#### Task brief:
Please print each entry below exactly as it reads.
Entries provided below:
//! Core data model for pkgreg.
//!
//! This crate holds the language-agnostic pieces of the package registry:
//! - Positions, spans and the shared file set
//! - Syntax leaves (identifiers, comments) and the resolved type model
//! - Documentation and annotation parsing
//! - Reversible identifier wrapping for qualified symbol paths
//! - Declaration objects and ordered, position-keyed registries
//! - The per-module content hash cache

pub mod doc;
pub mod node;
pub mod object;
pub mod position;
pub mod registry;
pub mod sum;
pub mod types;
pub mod wrap;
End of Entries provided.
#### Response below:
//! Core data model for pkgreg.
//!
//! This crate holds the language-agnostic pieces of the package registry:
//! - Positions, spans and the shared file set
//! - Syntax leaves (identifiers, comments) and the resolved type model
//! - Documentation and annotation parsing
//! - Reversible identifier wrapping for qualified symbol paths
//! - Declaration objects and ordered, position-keyed registries
//! - The per-module content hash cache

pub mod doc;
pub mod node;
pub mod object;
pub mod position;
pub mod registry;
pub mod sum;
pub mod types;
pub mod wrap;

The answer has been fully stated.